None of this is new. These are mechanisms that are thoroughly human and normal and yet, polls cannot guard against it.
In fact, these mechanisms are being abused time and again by any focus group and politician wanting to influence polls. This is why “fact free politics” is so popular: you just need to push the right buttons for the right people and you are ahead in the game.
Oh right, Ethereum!
This brings me back to Ethereum and why I have very grave doubts about the forks (hard and soft) that are proposed.
In the first place, as I’ve already said, I think they were tainted from day one, by major Ethereum names who are also involved in developing in leaning decisively in on the debate.
Secondly, the voting does not take into account the level of knowledge of the voters, nor the pressure the community can exert even when not being a voter, but lacking the knowledge to judge the issue. This is an extremely tricky one, because like it or not: democracy is meant to be open to everyone, and this could quickly become a sliding slope. However, as poll maker and initiator of a vote/fork/choice you need to take this into account and cannot pretend it doesn’t exist!
Thirdly, and this worries me greatly, I see trends of what might be called influencing through lack of knowledge emerging, even though the this might even be unintentional.

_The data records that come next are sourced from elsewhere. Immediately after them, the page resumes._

//! `get_meta_spend_today`: mock ad-spend lookup.
//!
//! Stands in for a real ads API. The reported spend is a pure function of
//! the date and account id so callers can pin exact values in tests.

use async_trait::async_trait;
use chrono::{DateTime, NaiveDate, Utc};
use chrono_tz::Tz;
use serde::Serialize;
use serde_json::Value;

use marketing_core::{ToolCallResult, ToolDefinition, ToolError, ToolHandler};

use crate::registry::ToolEntry;

pub const NAME: &str = "get_meta_spend_today";

pub const DEFAULT_ACCOUNT_ID: &str = "act_mock_000";
pub const DEFAULT_TIME_ZONE: &str = "America/New_York";
pub const DEFAULT_CURRENCY: &str = "USD";

const MIN_SPEND: u32 = 250;
const MAX_SPEND: u32 = 3250;

/// Mock spend for an account on a date, in whole currency units.
///
/// Rolling hash (`seed * 31 + unit`, wrapping at 2^32) over the UTF-16 units
/// of `"{date}|{account_id}"`, reduced into `MIN_SPEND..=MAX_SPEND`.
pub fn stable_mock_spend(date: &str, account_id: &str) -> u32 {
    let key = format!("{date}|{account_id}");
    let seed = key
        .encode_utf16()
        .fold(0u32, |seed, unit| seed.wrapping_mul(31).wrapping_add(u32::from(unit)));
    MIN_SPEND + seed % (MAX_SPEND - MIN_SPEND + 1)
}

/// Report returned to the caller as pretty-printed JSON.
#[derive(Debug, Clone, PartialEq, Serialize)]
pub struct SpendReport {
    pub account_id: String,
    pub date: String,
    pub time_zone: String,
    pub currency: String,
    pub spend: f64,
    pub spend_formatted: String,
    pub source: &'static str,
}

pub struct MetaSpend;

#[async_trait]
impl ToolHandler for MetaSpend {
    async fn call(&self, arguments: Value) -> Result<ToolCallResult, ToolError> {
        let report = build_report(&arguments, Utc::now())?;
        let text = serde_json::to_string_pretty(&report)
            .map_err(|e| ToolError::Internal(e.to_string()))?;
        Ok(ToolCallResult::text(text))
    }
}

/// Resolve the arguments against `now` and compute the report.
///
/// # Errors
///
/// Fails with [`ToolError::InvalidArgument`] on an unknown time zone or a
/// malformed `date`.
pub fn build_report(arguments: &Value, now: DateTime<Utc>) -> Result<SpendReport, ToolError> {
    // Hashed verbatim; only a missing or non-string id takes the default.
    let account_id = arguments
        .get("account_id")
        .and_then(Value::as_str)
        .unwrap_or(DEFAULT_ACCOUNT_ID);
    let time_zone = string_arg(arguments, "time_zone").unwrap_or(DEFAULT_TIME_ZONE);
    let currency = string_arg(arguments, "currency")
        .unwrap_or(DEFAULT_CURRENCY)
        .to_uppercase();

    let tz: Tz = time_zone
        .parse()
        .map_err(|_| ToolError::invalid_argument(format!("unknown time zone: {time_zone}")))?;

    let date = match string_arg(arguments, "date") {
        Some(date) => parse_date(date)?,
        None => now.with_timezone(&tz).date_naive(),
    };
    let date = date.format("%Y-%m-%d").to_string();

    let spend = stable_mock_spend(&date, account_id);
    tracing::debug!(account_id, %date, spend, "computed mock spend");

    Ok(SpendReport {
        account_id: account_id.to_string(),
        date,
        time_zone: tz.name().to_string(),
        currency,
        spend: f64::from(spend),
        spend_formatted: format!("{:.2}", f64::from(spend)),
        source: "mock",
    })
}

/// A non-blank string argument, trimmed.
fn string_arg<'a>(arguments: &'a Value, key: &str) -> Option<&'a str> {
    arguments
        .get(key)
        .and_then(Value::as_str)
        .map(str::trim)
        .filter(|s| !s.is_empty())
}

/// Parse a strict `YYYY-MM-DD` calendar date.
fn parse_date(raw: &str) -> Result<NaiveDate, ToolError> {
    let bytes = raw.as_bytes();
    let shape_ok = bytes.len() == 10
        && bytes.iter().enumerate().all(|(i, b)| match i {
            4 | 7 => *b == b'-',
            _ => b.is_ascii_digit(),
        });
    if !shape_ok {
        return Err(ToolError::invalid_argument(format!(
            "date must be YYYY-MM-DD, got: {raw}"
        )));
    }
    NaiveDate::parse_from_str(raw, "%Y-%m-%d")
        .map_err(|e| ToolError::invalid_argument(format!("invalid date {raw}: {e}")))
}

pub fn definition() -> ToolDefinition {
    ToolDefinition::new(
        NAME,
        "Get today's Meta ads spend for an account (mock data, deterministic per date and account)",
        serde_json::json!({
            "$schema": "http://json-schema.org/draft-07/schema#",
            "type": "object",
            "properties": {
                "account_id": {
                    "type": "string",
                    "description": "Ad account id",
                    "default": DEFAULT_ACCOUNT_ID
                },
                "time_zone": {
                    "type": "string",
                    "description": "IANA time zone used to compute today's date",
                    "default": DEFAULT_TIME_ZONE
                },
                "currency": {
                    "type": "string",
                    "description": "Currency code",
                    "default": DEFAULT_CURRENCY
                },
                "date": {
                    "type": "string",
                    "pattern": "^\\d{4}-\\d{2}-\\d{2}$",
                    "description": "Date to report (YYYY-MM-DD); defaults to today in time_zone"
                }
            },
            "additionalProperties": false
        }),
    )
    .with_title("Meta Spend Today (mock)")
    .with_execution(serde_json::json!({ "taskSupport": "forbidden" }))
}

pub fn entry() -> ToolEntry {
    ToolEntry::new(definition(), MetaSpend)
}
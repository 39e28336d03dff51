use clap::Parser;
use tracing_subscriber::EnvFilter;

use marketing_mcp::ToolRegistry;
use marketing_server::app_state::AppState;
use marketing_server::config::Config;

#[tokio::main]
async fn main() {
    tracing_subscriber::fmt()
        .with_env_filter(
            EnvFilter::try_from_default_env().unwrap_or_else(|_| EnvFilter::new("info")),
        )
        .init();

    let config = Config::parse();

    let registry = ToolRegistry::builtin();
    tracing::info!(tools = registry.len(), "tool registry loaded");

    let app = marketing_server::router::create_router(AppState::new(registry));

    let addr = config.addr();
    tracing::info!("Remote MCP server listening on {addr}");

    let listener = tokio::net::TcpListener::bind(&addr)
        .await
        .expect("Failed to bind address");

    axum::serve(listener, app)
        .await
        .expect("Server error");
}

The Soft Fork codename released on the 24th of June is called “DAO Wars”. Now, I don’t know about you, but that hardly sounds like a neutral name for a choice that should be taken rationally. If de-escalating tensions was the aim, I’d take another stab at that one.
Vitalik’s unfortunate endorsing of a fork at the start of the DAO siphoning is another example of this kind of influence. To me, this certainly does not add anything new to the mix: it’s just politics as we already have it.
Lastly, and this is something I think is too often disregarded, is that this decision may well be made with blinders on. People are heavily invested in the DAO: a ludicrous amount of money went blindly into the DAO, so this may well be decided on the basis of “I want to get my money back” with no regard for the long term repercussions for the Ethereum project.
One thing that everyone in cryptocurrency and blockchain projects can take away from this all is: it’s not enough to just have a system that is new. Technology only is not a solution. We need to get knowledge from a much wider pool. It’s time to grow up and enter the real world, with all the dirty greys that it contains.